New research room for VN music

April 17, 2018 - 08:00

The HCM City General Sciences Library will open a new research room for traditional Vietnamese music as part of its activities to celebrate 40 years of working under its current name.

 

Reading music: Readers at the HCM City General Sciences Library. — Photo courtesy of the library
Viet Nam News

HCM CITY— The HCM City General Sciences Library will open a new research room for traditional Vietnamese music as part of its activities to celebrate 40 years of working under its current name.  

The research room will include hundreds of documents, books, dictionaries, videos, cassette tapes and CDs about Vietnamese folk songs and music as well as ancient musical instruments like the đàn bầu (monochord) and đàn tranh (16-chord zither).

The collections were all donated by the late professor Trần Văn Khê, a world-renowned ethnomusicologist specialising in traditional Vietnamese music.

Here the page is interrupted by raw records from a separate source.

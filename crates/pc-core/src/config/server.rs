//! Server configuration

use serde::{Deserialize, Serialize};
use std::io;
use std::path::{Path, PathBuf};
use std::time::Duration;

use super::serde_utils::duration_secs;

/// Configuration shared by the SSH server, the command router and the hooks
#[derive(Debug, Clone, Serialize, Deserialize)]
#[serde(default)]
pub struct PcomposeConfig {
    /// Address to bind the SSH server to
    pub ssh_address: String,

    /// Path to the host key file
    pub host_key_path: PathBuf,

    /// Directory that holds the bare repositories and deployments
    pub data_directory: PathBuf,

    /// Container that routes external traffic into project networks
    pub frontend_container_name: String,

    /// Container that has the orchestration tooling installed
    pub pcompose_container_name: String,

    /// Require authentication for SSH connections
    pub authentication: bool,

    /// Password accepted for password authentication
    #[serde(skip_serializing_if = "Option::is_none")]
    pub authentication_password: Option<String>,

    /// Directory of public key files accepted for key authentication
    pub authentication_keys_directory: PathBuf,

    /// Maximum number of concurrent connections
    #[serde(skip_serializing_if = "Option::is_none")]
    pub max_connections: Option<u32>,

    /// Idle time after which a connection is dropped
    #[serde(with = "duration_secs")]
    pub inactivity_timeout: Duration,

    /// Delay before answering a rejected authentication attempt
    #[serde(with = "duration_secs")]
    pub auth_rejection_time: Duration,

    /// Verbose request logging
    pub debug: bool,

    /// External tool binaries
    pub tools: ToolsConfig,
}

impl Default for PcomposeConfig {
    fn default() -> Self {
        Self {
            ssh_address: "localhost:2222".to_string(),
            host_key_path: PathBuf::from("deploy/keys/ssh_key"),
            data_directory: PathBuf::from("deploy/data/"),
            frontend_container_name: "nginx-proxy".to_string(),
            pcompose_container_name: "pcompose".to_string(),
            authentication: false,
            authentication_password: None,
            authentication_keys_directory: PathBuf::from("deploy/pubkeys/"),
            max_connections: None,
            inactivity_timeout: Duration::from_secs(20 * 60),
            auth_rejection_time: Duration::from_secs(1),
            debug: false,
            tools: ToolsConfig::default(),
        }
    }
}

impl PcomposeConfig {
    /// Resolve relative paths against `base`
    ///
    /// Hooks run with the repository as working directory, so the
    /// configuration handed to them must not depend on the server's cwd.
    pub fn resolve_paths(mut self, base: &Path) -> Self {
        for path in [
            &mut self.data_directory,
            &mut self.host_key_path,
            &mut self.authentication_keys_directory,
        ] {
            if path.is_relative() {
                *path = base.join(&*path);
            }
        }
        self
    }

    /// Resolve relative paths against the current working directory
    pub fn resolved(self) -> io::Result<Self> {
        let cwd = std::env::current_dir()?;
        Ok(self.resolve_paths(&cwd))
    }

    /// Path of the configuration file written for hooks
    pub fn hooks_config_file(&self) -> PathBuf {
        self.data_directory.join(crate::HOOKS_CONFIG_FILE)
    }

    /// Copy handed to hooks, without credentials
    pub fn for_hooks(&self) -> Self {
        Self {
            authentication_password: None,
            ..self.clone()
        }
    }
}

/// Names of the external tools pcompose shells out to
#[derive(Debug, Clone, Serialize, Deserialize)]
#[serde(default)]
pub struct ToolsConfig {
    /// Container runtime CLI
    pub docker: String,
    /// Orchestration CLI
    pub compose: String,
    /// Git CLI
    pub git: String,
}

impl Default for ToolsConfig {
    fn default() -> Self {
        Self {
            docker: "docker".to_string(),
            compose: "docker-compose".to_string(),
            git: "git".to_string(),
        }
    }
}

#[cfg(test)]
mod tests {
    use super::*;

    #[test]
    fn test_defaults() {
        let config = PcomposeConfig::default();
        assert_eq!(config.ssh_address, "localhost:2222");
        assert_eq!(config.frontend_container_name, "nginx-proxy");
        assert_eq!(config.pcompose_container_name, "pcompose");
        assert!(!config.authentication);
    }

    #[test]
    fn test_resolve_paths() {
        let mut config = PcomposeConfig::default();
        config.data_directory = PathBuf::from("data");
        config.host_key_path = PathBuf::from("/etc/pcompose/key");

        let config = config.resolve_paths(Path::new("/srv"));
        assert_eq!(config.data_directory, PathBuf::from("/srv/data"));
        assert_eq!(config.host_key_path, PathBuf::from("/etc/pcompose/key"));
        assert_eq!(
            config.hooks_config_file(),
            PathBuf::from("/srv/data/hooks.toml")
        );
    }

    #[test]
    fn test_hook_copy_drops_password() {
        let mut config = PcomposeConfig::default();
        config.authentication = true;
        config.authentication_password = Some("hunter2".to_string());
        config.data_directory = PathBuf::from("/srv/data");

        let hooks = config.for_hooks();
        assert_eq!(hooks.authentication_password, None);
        assert_eq!(hooks.data_directory, config.data_directory);

        let written = toml::to_string(&hooks).unwrap();
        assert!(!written.contains("hunter2"));
        assert!(!written.contains("authentication_password"));
    }
}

Professor Khê defended his doctoral dissertation on traditional Vietnamese music in Paris in 1958, becoming the first Vietnamese to earn a doctoral degree in music.

He later worked for France’s prestigious Centre National de Recherche Scientifique (National Centre of Scientific Research), and taught at Sorbonne University.

He was elected a member of UNESCO’s International Council of Music.

Khê spent his life introducing Asian music and Việt Nam’s culture and music to the world. He attended more than 220 international conferences on music, and wrote more than 200 articles on various international magazines.

He received several top prizes at international music festivals. In 1991, he received the Officer de l’Ordre des Arts des Letters presented by the Ministry of Culture and Information of France.

Thanks to his contributions, three traditional Vietnamese musical forms, nhã nhạc (court music), quan họ (northern love duals), and gongs, received official recognition from UNESCO as an Intangible Cultural Heritage of the World.

In 2005, Khê returned to live in HCM City and often gave talks on traditional music to music students and artists.

He received the Labour Medal in 1999 from the HCM City People’s Committee and the HCM City Medal in 2013 from the Government. 

He died in 2015 at the age of 95. 

The library’s experts have worked more than two years on the research room.

All information, photos, and images of the music will be digitalised for ease of research and use. 

Computers and PCs for low-vision visitors will also be installed.

The room is expected to open this year.

Beginning its activities in 1978, the HCM City General Sciences Library is the region’s largest library and offers 2.7 million titles, including documents, books, newspapers and magazines,

It also includes 7,000 publications printed in the 17th -19th centuries, according to the library’s director Bùi Xuân Đức. 

“Our library serves as a deposit library for renowned international organisations like the World Bank, UNESCO, and Food and Agricultural Organization. We also hold a book exchange agreement with more than 30 libraries and information centers across the globe,” he added. 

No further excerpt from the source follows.